I beleive i just found my new tire's for my Teryx.


----------



## rowdy-outty (Jul 28, 2010)

Ready to see pic of them next to a 32 Term for size difference


----------



## Jolley (Jan 12, 2010)

Santa: I would like some 33" terminators and a 4" Catvos


----------



## filthyredneck (Feb 10, 2010)

^ lol I don't believe 33s would fit under mine and be able to turn without removing the floorboards....32s would be about it I think

Sent from my MB525 using Tapatalk


----------



## Shrek (Oct 4, 2011)

filthyredneck said:


> ^ lol I don't believe 33s would fit under mine and be able to turn without removing the floorboards....32s would be about it I think


did you just admit your Brute ain't big enough :haha: I think you could manage to figure out a solution!



When will we get an idea on pricing?


----------



## rillo750i (Oct 6, 2010)

Holy crap those are insane.
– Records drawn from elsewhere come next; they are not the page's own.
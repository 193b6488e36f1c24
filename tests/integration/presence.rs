// Test-specific lint overrides: integration tests use unwrap/expect freely,
// and some pedantic/nursery lints are not appropriate for test code.
#![allow(
    clippy::unwrap_used,
    clippy::expect_used,
    clippy::doc_markdown,
    clippy::future_not_send,
    clippy::missing_panics_doc,
    clippy::missing_errors_doc,
    clippy::missing_docs_in_private_items
)]

//! Presence and activity between viewers of one workspace.
//!
//! Validates that:
//! - viewers see each other join and leave
//! - activity broadcasts are relayed to peers and expire after the TTL
//! - a peer's session ending announces its departure

use std::collections::BTreeMap;
use std::sync::Arc;
use std::time::Duration;

use planner_hub::hub::{self, HubState};
use planner_hub::workload::{Workspace, WorkloadStore};
use planner_proto::task::{Assignee, Task, UserId, WorkspaceKey};
use planner_sync::cache::{CacheLayer, DEFAULT_CACHE_TTL};
use planner_sync::clock::{Clock, SystemClock};
use planner_sync::connection::ConnectionState;
use planner_sync::engine::{EngineConfig, Notification, SyncEngine, SyncHandle};
use planner_sync::room::ActivityRecord;
use planner_sync::transport::ws::WsConnector;
use tokio::sync::mpsc;

const WAIT: Duration = Duration::from_secs(5);
const ROOM: &str = "eng";

async fn start_hub() -> String {
    let workload = WorkloadStore::new();
    workload
        .seed(
            WorkspaceKey::new(ROOM),
            Workspace::new(
                vec![Task::new("t1", "Sprint planning", 2.0)],
                vec![Assignee::new("a1", "Ada", 40.0)],
            ),
        )
        .await;
    let state = Arc::new(HubState::with_config(
        workload,
        hub::DEFAULT_CONCURRENT_EDIT_WINDOW,
    ));
    let (addr, _handle) = hub::start_server_with_state("127.0.0.1:0", state)
        .await
        .unwrap();
    format!("ws://{addr}/ws")
}

struct Client {
    handle: SyncHandle,
    events: mpsc::UnboundedReceiver<Notification>,
}

impl Client {
    async fn join(url: &str, config: EngineConfig) -> Self {
        let clock: Arc<dyn Clock> = Arc::new(SystemClock);
        let cache = CacheLayer::in_memory(Arc::clone(&clock), DEFAULT_CACHE_TTL);
        let (handle, mut rx) = SyncEngine::spawn(WsConnector::new(url, 64), config, cache, clock);

        let (tx, events) = mpsc::unbounded_channel();
        tokio::spawn(async move {
            while let Some(notification) = rx.recv().await {
                if tx.send(notification).is_err() {
                    break;
                }
            }
        });

        handle.connect().await.unwrap();
        let mut state = handle.watch_connection();
        tokio::time::timeout(WAIT, state.wait_for(ConnectionState::is_connected))
            .await
            .expect("timed out connecting")
            .unwrap();
        handle.join(ROOM).await.unwrap();
        Self { handle, events }
    }

    async fn viewer(url: &str, user: &str) -> Self {
        Self::join(url, EngineConfig::new(UserId::new(user))).await
    }

    async fn expect<T>(&mut self, mut pick: impl FnMut(&Notification) -> Option<T>) -> T {
        tokio::time::timeout(WAIT, async {
            loop {
                let notification = self.events.recv().await.expect("engine stopped");
                if let Some(found) = pick(&notification) {
                    return found;
                }
            }
        })
        .await
        .expect("timed out waiting for notification")
    }

    /// Wait for a presence update equal to `users`.
    async fn expect_presence(&mut self, users: &[&str]) {
        let want: Vec<UserId> = users.iter().map(|u| UserId::new(*u)).collect();
        self.expect(|n| match n {
            Notification::PresenceChanged { active_users } if *active_users == want => Some(()),
            _ => None,
        })
        .await;
    }

    async fn expect_activity(&mut self) -> ActivityRecord {
        self.expect(|n| match n {
            Notification::PeerActivity(record) => Some(record.clone()),
            _ => None,
        })
        .await
    }
}

fn editing(task: &str) -> BTreeMap<String, String> {
    BTreeMap::from([("task_id".to_string(), task.to_string())])
}

#[tokio::test]
async fn viewers_see_each_other() {
    let url = start_hub().await;
    let mut alice = Client::viewer(&url, "alice").await;
    alice.expect_presence(&["alice"]).await;

    let mut bob = Client::viewer(&url, "bob").await;
    bob.expect_presence(&["alice", "bob"]).await;
    alice.expect_presence(&["alice", "bob"]).await;

    let users = alice
        .handle
        .query(|view| view.room.active_users().iter().cloned().collect::<Vec<_>>())
        .await
        .unwrap();
    assert_eq!(users, vec![UserId::new("alice"), UserId::new("bob")]);
}

#[tokio::test]
async fn activity_is_relayed_to_peers() {
    let url = start_hub().await;
    let mut alice = Client::viewer(&url, "alice").await;
    let bob = Client::viewer(&url, "bob").await;
    alice.expect_presence(&["alice", "bob"]).await;

    bob.handle
        .broadcast_activity("editing", editing("t1"))
        .await
        .unwrap();

    let record = alice.expect_activity().await;
    assert_eq!(record.user, UserId::new("bob"));
    assert_eq!(record.activity_type, "editing");
    assert_eq!(record.payload.get("task_id").map(String::as_str), Some("t1"));

    let visible = alice
        .handle
        .query(|view| {
            view.room
                .activity_of(&UserId::new("bob"), view.now_ms)
                .map(|r| r.activity_type.clone())
        })
        .await
        .unwrap();
    assert_eq!(visible.as_deref(), Some("editing"));
}

#[tokio::test]
async fn activity_expires_after_ttl() {
    let url = start_hub().await;
    let mut config = EngineConfig::new(UserId::new("alice"));
    config.activity_ttl = Duration::from_millis(200);
    config.sweep_interval = Duration::from_millis(50);
    let mut alice = Client::join(&url, config).await;
    let bob = Client::viewer(&url, "bob").await;
    alice.expect_presence(&["alice", "bob"]).await;

    bob.handle
        .broadcast_activity("viewing", BTreeMap::new())
        .await
        .unwrap();
    alice.expect_activity().await;

    let expired = alice
        .expect(|n| match n {
            Notification::ActivityExpired(users) => Some(users.clone()),
            _ => None,
        })
        .await;
    assert_eq!(expired, vec![UserId::new("bob")]);

    let remaining = alice
        .handle
        .query(|view| view.room.activities(view.now_ms).len())
        .await
        .unwrap();
    assert_eq!(remaining, 0);
}

#[tokio::test]
async fn leave_announces_departure() {
    let url = start_hub().await;
    let mut alice = Client::viewer(&url, "alice").await;
    let bob = Client::viewer(&url, "bob").await;
    alice.expect_presence(&["alice", "bob"]).await;

    bob.handle.leave(ROOM).await.unwrap();
    alice.expect_presence(&["alice"]).await;
}

#[tokio::test]
async fn shutdown_announces_departure() {
    let url = start_hub().await;
    let mut alice = Client::viewer(&url, "alice").await;
    let bob = Client::viewer(&url, "bob").await;
    alice.expect_presence(&["alice", "bob"]).await;

    bob.handle.shutdown().await;
    alice.expect_presence(&["alice"]).await;
}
And that rzr xp looks bada#@! I dont think i could afford to mod my outty enough to handle that much tire. Lol


---
I am here: http://maps.google.com/maps?ll=33.436313,-86.859161
Sent from my iPhone4 using Tapatalk


----------



## grizz660muddin (Apr 1, 2011)

any pics of the 33 next to the 32 yet


----------



## LM83 (Jul 23, 2010)

grizz660muddin said:


> any pics of the 33 next to the 32 yet


Looking at it compared to the 32 back, guessing I'd say there isn't much difference. My terms n backs were about the same. 


Sent from my iPhone using Tapatalk


----------



## rowdy-outty (Jul 28, 2010)

The 33"-32" term comparisan is a week over due. Come on Tyler hook us up brotha!


----------



## vulcanrider (Aug 4, 2010)

Tyler, what will the price be on the 12 wides. I'm on the list and can't wait. Excellent tire


----------



## SuperATV (May 3, 2010)

The 33" Terms and 12" wide 29.5 have arrived ready to ship out!!!


----------



## SuperATV (May 3, 2010)

vulcanrider said:


> Tyler, what will the price be on the 12 wides. I'm on the list and can't wait. Excellent tire


$214.95 apiece

*SUPERATV ACCESSORIES - TERMINATOR TIRES*


----------



## dirtyredneck (Jan 3, 2012)

i gotta get better axels. Because those are gunna brake alot of stuff but they are to cool not to get.


----------



## southernbrute750 (Jul 5, 2011)

Any more updates on these guys? I'm getting a rzr in the next month or so and would really like to throw these on there, herd yall were having some issues with the first batch being to heavy then the second batch running small.


----------



## brutemike (Mar 23, 2010)

I know this is an old thread but what are you guys unveiling on Monday the 18th.:sly:

(rather be snapping axles then tapatalking)


----------



## Polaris425 (Dec 16, 2004)

35's? Lol


----------



## lilbigtonka (Dec 30, 2008)

Some type of power steering unit pretty sure.....


----------



## Josh82 (Jun 18, 2012)

If so I hope its for the teryx4


----------



## brutemike (Mar 23, 2010)

lilbigtonka said:


> Some type of power steering unit pretty sure.....


thats what I was thinking 

(rather be snapping axles then tapatalking)


----------



## SuperATV (May 3, 2010)

brutemike said:


> I know this is an old thread but what are you guys unveiling on Monday the 18th.:sly:
> 
> (rather be snapping axles then tapatalking)


12 New Models of Power-steering for many makes and models of ATV's.









---------- Post added at 11:14 AM ---------- Previous post was at 11:13 AM ----------



Josh82 said:


> If so I hope its for the teryx4


Should have PS ready to ship out in about 2 weeks.


----------